§ **Work item**: Pull every line containing the word "colors" from the records.

§ **Supplied data**:
---------------
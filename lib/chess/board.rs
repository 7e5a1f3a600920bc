use crate::chess::{Bitboard, Color, File, Piece, Rank, Role, Square};
use crate::util::Integer;
use std::fmt::{self, Write};
use std::ops::Index;

/// What lies at a pair of grid coordinates.
#[derive(Debug, Copy, Clone, Eq, PartialEq, Hash)]
#[cfg_attr(test, derive(test_strategy::Arbitrary))]
pub enum Occupancy {
    /// The coordinates fall outside of the board.
    OffBoard,
    /// The square is empty.
    Empty,
    /// The square holds a piece.
    Occupied(Piece),
}

impl From<Option<Piece>> for Occupancy {
    #[inline(always)]
    fn from(p: Option<Piece>) -> Self {
        p.map_or(Occupancy::Empty, Occupancy::Occupied)
    }
}

/// The chess board.
///
/// Holds at most one [`Piece`] per [`Square`].
#[derive(Debug, Copy, Clone, Eq, PartialEq, Hash)]
pub struct Board {
    roles: [Bitboard; 6],
    colors: [Bitboard; 2],
}

/// The standard starting arrangement.
impl Default for Board {
    #[inline(always)]
    fn default() -> Self {
        Self {
            roles: [
                Bitboard::new(0x00FF00000000FF00),
                Bitboard::new(0x4200000000000042),
                Bitboard::new(0x2400000000000024),
                Bitboard::new(0x8100000000000081),
                Bitboard::new(0x0800000000000008),
                Bitboard::new(0x1000000000000010),
            ],
            colors: [
                Bitboard::new(0x000000000000FFFF),
                Bitboard::new(0xFFFF000000000000),
            ],
        }
    }
}

impl Board {
    /// A board without any pieces.
    #[inline(always)]
    pub fn empty() -> Self {
        Board {
            roles: [Bitboard::empty(); 6],
            colors: [Bitboard::empty(); 2],
        }
    }

    /// [`Square`]s occupied.
    #[inline(always)]
    pub fn occupied(&self) -> Bitboard {
        self.by_color(Color::White) | self.by_color(Color::Black)
    }

    /// [`Square`]s occupied by a [`Color`].
    #[inline(always)]
    pub fn by_color(&self, c: Color) -> Bitboard {
        self.colors[c as usize]
    }

    /// [`Square`]s occupied by a [`Role`].
    #[inline(always)]
    pub fn by_role(&self, r: Role) -> Bitboard {
        self.roles[r as usize]
    }

    /// [`Square`]s occupied by a [`Piece`].
    #[inline(always)]
    pub fn by_piece(&self, p: Piece) -> Bitboard {
        self.by_color(p.color()) & self.by_role(p.role())
    }

    /// [`Square`] occupied by a the king of a [`Color`], if any.
    #[inline(always)]
    pub fn king(&self, side: Color) -> Option<Square> {
        self.by_piece(Piece(side, Role::King)).into_iter().next()
    }

    /// The [`Color`] of the piece on the given [`Square`], if any.
    #[inline(always)]
    pub fn color_on(&self, sq: Square) -> Option<Color> {
        Color::iter().find(|&c| self.by_color(c).contains(sq))
    }

    /// The [`Role`] of the piece on the given [`Square`], if any.
    #[inline(always)]
    pub fn role_on(&self, sq: Square) -> Option<Role> {
        Role::iter().find(|&r| self.by_role(r).contains(sq))
    }

    /// The [`Piece`] on the given [`Square`], if any.
    #[inline(always)]
    pub fn piece_on(&self, sq: Square) -> Option<Piece> {
        Option::zip(self.color_on(sq), self.role_on(sq)).map(|(c, r)| Piece(c, r))
    }

    /// The number of pieces on the board.
    #[inline(always)]
    pub fn len(&self) -> usize {
        self.occupied().len()
    }

    /// Whether there are no pieces on the board.
    #[inline(always)]
    pub fn is_empty(&self) -> bool {
        self.occupied().is_empty()
    }

    /// An iterator over all pieces on the board.
    pub fn iter(&self) -> impl Iterator<Item = (Piece, Square)> + '_ {
        Piece::iter().flat_map(|p| self.by_piece(p).into_iter().map(move |sq| (p, sq)))
    }

    /// Puts a piece on a square, or empties it, replacing whatever was there.
    #[inline(always)]
    pub fn set(&mut self, sq: Square, p: Option<Piece>) {
        for bb in self.roles.iter_mut().chain(self.colors.iter_mut()) {
            *bb = bb.without(sq);
        }

        if let Some(Piece(c, r)) = p {
            self.colors[c as usize] |= sq.bitboard();
            self.roles[r as usize] |= sq.bitboard();
        }
    }

    /// What lies at the given grid coordinates.
    ///
    /// See [`Square::from_coords`] for the coordinate system.
    #[inline(always)]
    pub fn probe(&self, row: i8, col: i8) -> Occupancy {
        match Square::from_coords(row, col) {
            None => Occupancy::OffBoard,
            Some(sq) => self.piece_on(sq).into(),
        }
    }

    /// Like [`Board::set`], but addressed by grid coordinates.
    ///
    /// Coordinates outside of the board are silently ignored.
    #[inline(always)]
    pub fn place(&mut self, row: i8, col: i8, p: Option<Piece>) {
        if let Some(sq) = Square::from_coords(row, col) {
            self.set(sq, p);
        }
    }
}

/// Retrieves the [`Piece`] at a given [`Square`], if any.
impl Index<Square> for Board {
    type Output = Option<Piece>;

    #[inline(always)]
    fn index(&self, sq: Square) -> &Self::Output {
        use {Color::*, Role::*};
        match self.piece_on(sq) {
            Some(Piece(White, Pawn)) => &Some(Piece(White, Pawn)),
            Some(Piece(White, Knight)) => &Some(Piece(White, Knight)),
            Some(Piece(White, Bishop)) => &Some(Piece(White, Bishop)),
            Some(Piece(White, Rook)) => &Some(Piece(White, Rook)),
            Some(Piece(White, Queen)) => &Some(Piece(White, Queen)),
            Some(Piece(White, King)) => &Some(Piece(White, King)),
            Some(Piece(Black, Pawn)) => &Some(Piece(Black, Pawn)),
            Some(Piece(Black, Knight)) => &Some(Piece(Black, Knight)),
            Some(Piece(Black, Bishop)) => &Some(Piece(Black, Bishop)),
            Some(Piece(Black, Rook)) => &Some(Piece(Black, Rook)),
            Some(Piece(Black, Queen)) => &Some(Piece(Black, Queen)),
            Some(Piece(Black, King)) => &Some(Piece(Black, King)),
            None => &None,
        }
    }
}

/// Renders the board as seen by white, eighth rank first.
impl fmt::Display for Board {
    fn fmt(&self, f: &mut fmt::Formatter<'_>) -> fmt::Result {
        for rank in Rank::iter().rev() {
            write!(f, "{rank}")?;
            for file in File::iter() {
                f.write_char(' ')?;
                match self[Square::new(file, rank)] {
                    None => f.write_char('.')?,
                    Some(p) => write!(f, "{p}")?,
                }
            }

            f.write_char('\n')?;
        }

        f.write_char(' ')?;
        for file in File::iter() {
            write!(f, " {file}")?;
        }

        Ok(())
    }
}

#[cfg(test)]
impl proptest::arbitrary::Arbitrary for Board {
    type Parameters = ();
    type Strategy = proptest::strategy::BoxedStrategy<Self>;

    fn arbitrary_with(_: Self::Parameters) -> Self::Strategy {
        use proptest::{collection::vec, prelude::*};

        vec(any::<(Square, Piece)>(), 0..=32)
            .prop_map(|pieces| {
                let mut board = Board::empty();
                for (sq, p) in pieces {
                    board.set(sq, Some(p));
                }

                board
            })
            .boxed()
    }
}

#[cfg(test)]
mod tests {
    use super::*;
    use test_strategy::proptest;

    #[test]
    fn default_board_has_the_standard_starting_arrangement() {
        use {Color::*, Role::*};
        let board = Board::default();
        let back = [Rook, Knight, Bishop, Queen, King, Bishop, Knight, Rook];

        for (file, role) in File::iter().zip(back) {
            assert_eq!(board[Square::new(file, Rank::First)], Some(Piece(White, role)));
            assert_eq!(board[Square::new(file, Rank::Second)], Some(Piece(White, Pawn)));
            assert_eq!(board[Square::new(file, Rank::Seventh)], Some(Piece(Black, Pawn)));
            assert_eq!(board[Square::new(file, Rank::Eighth)], Some(Piece(Black, role)));
        }

        assert_eq!(board.len(), 32);
    }

    #[test]
    fn empty_board_has_no_pieces() {
        assert!(Board::empty().is_empty());
        assert_eq!(Board::empty().iter().count(), 0);
    }

    #[proptest]
    fn every_square_holds_at_most_one_piece(b: Board) {
        for sq in Square::iter() {
            assert!(Piece::iter().filter(|&p| b.by_piece(p).contains(sq)).count() <= 1);
        }
    }

    #[proptest]
    fn board_can_be_indexed_by_square(b: Board, sq: Square) {
        assert_eq!(b[sq], b.piece_on(sq));
        assert_eq!(b[sq].map(|p| p.color()), b.color_on(sq));
        assert_eq!(b[sq].map(|p| p.role()), b.role_on(sq));
    }

    #[proptest]
    fn set_replaces_the_contents_of_a_square(mut b: Board, sq: Square, p: Option<Piece>) {
        let before = b;
        b.set(sq, p);
        assert_eq!(b[sq], p);

        for s in Square::iter().filter(|&s| s != sq) {
            assert_eq!(b[s], before[s]);
        }
    }

    #[proptest]
    fn iter_returns_pieces_and_squares(b: Board) {
        for (p, sq) in b.iter() {
            assert_eq!(b[sq], Some(p));
        }

        assert_eq!(b.iter().count(), b.len());
    }

    #[proptest]
    fn king_returns_square_occupied_by_a_king(b: Board, c: Color) {
        if let Some(sq) = b.king(c) {
            assert_eq!(b[sq], Some(Piece(c, Role::King)));
        } else {
            assert!(b.by_piece(Piece(c, Role::King)).is_empty());
        }
    }

    #[proptest]
    fn probe_agrees_with_index_on_the_board(b: Board, sq: Square) {
        assert_eq!(b.probe(sq.row(), sq.col()), b[sq].into());
    }

    #[proptest]
    fn probe_off_the_board_is_distinct_from_empty(
        b: Board,
        #[strategy(-4i8..12)] i: i8,
        #[strategy(8i8..12)] j: i8,
    ) {
        assert_eq!(b.probe(i, j), Occupancy::OffBoard);
        assert_eq!(b.probe(j, i), Occupancy::OffBoard);
        assert_eq!(b.probe(-1 - i.abs(), i), Occupancy::OffBoard);
    }

    #[proptest]
    fn place_is_equivalent_to_set_on_the_board(mut b: Board, sq: Square, p: Option<Piece>) {
        let mut c = b;
        b.place(sq.row(), sq.col(), p);
        c.set(sq, p);
        assert_eq!(b, c);
    }

    #[proptest]
    fn place_off_the_board_is_ignored(
        mut b: Board,
        #[strategy(-4i8..12)] i: i8,
        #[strategy(8i8..12)] j: i8,
        p: Option<Piece>,
    ) {
        let before = b;
        b.place(i, j, p);
        b.place(j, i, p);
        assert_eq!(b, before);
    }

    #[test]
    fn board_is_printed_eighth_rank_first() {
        let expected = [
            "8 r n b q k b n r",
            "7 p p p p p p p p",
            "6 . . . . . . . .",
            "5 . . . . . . . .",
            "4 . . . . . . . .",
            "3 . . . . . . . .",
            "2 P P P P P P P P",
            "1 R N B Q K B N R",
            "  a b c d e f g h",
        ];

        assert_eq!(Board::default().to_string(), expected.join("\n"));
    }
}
use crate::util::Integer;
use derive_more::Display;
use std::ops::Not;

/// The color of a chess [`Piece`][`crate::chess::Piece`].
#[derive(Debug, Display, Copy, Clone, Eq, PartialEq, Ord, PartialOrd, Hash)]
#[cfg_attr(test, derive(test_strategy::Arbitrary))]
#[repr(u8)]
pub enum Color {
    #[display(fmt = "white")]
    White,
    #[display(fmt = "black")]
    Black,
}

unsafe impl Integer for Color {
    type Repr = u8;
    const MIN: Self::Repr = Color::White as _;
    const MAX: Self::Repr = Color::Black as _;
}

impl Not for Color {
    type Output = Self;

    #[inline(always)]
    fn not(self) -> Self {
        match self {
            Color::White => Color::Black,
            Color::Black => Color::White,
        }
    }
}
---------------
§ **Output of the task**:
    colors: [Bitboard; 2],
            colors: [
            colors: [Bitboard::empty(); 2],
        self.colors[c as usize]
        for bb in self.roles.iter_mut().chain(self.colors.iter_mut()) {
            self.colors[c as usize] |= sq.bitboard();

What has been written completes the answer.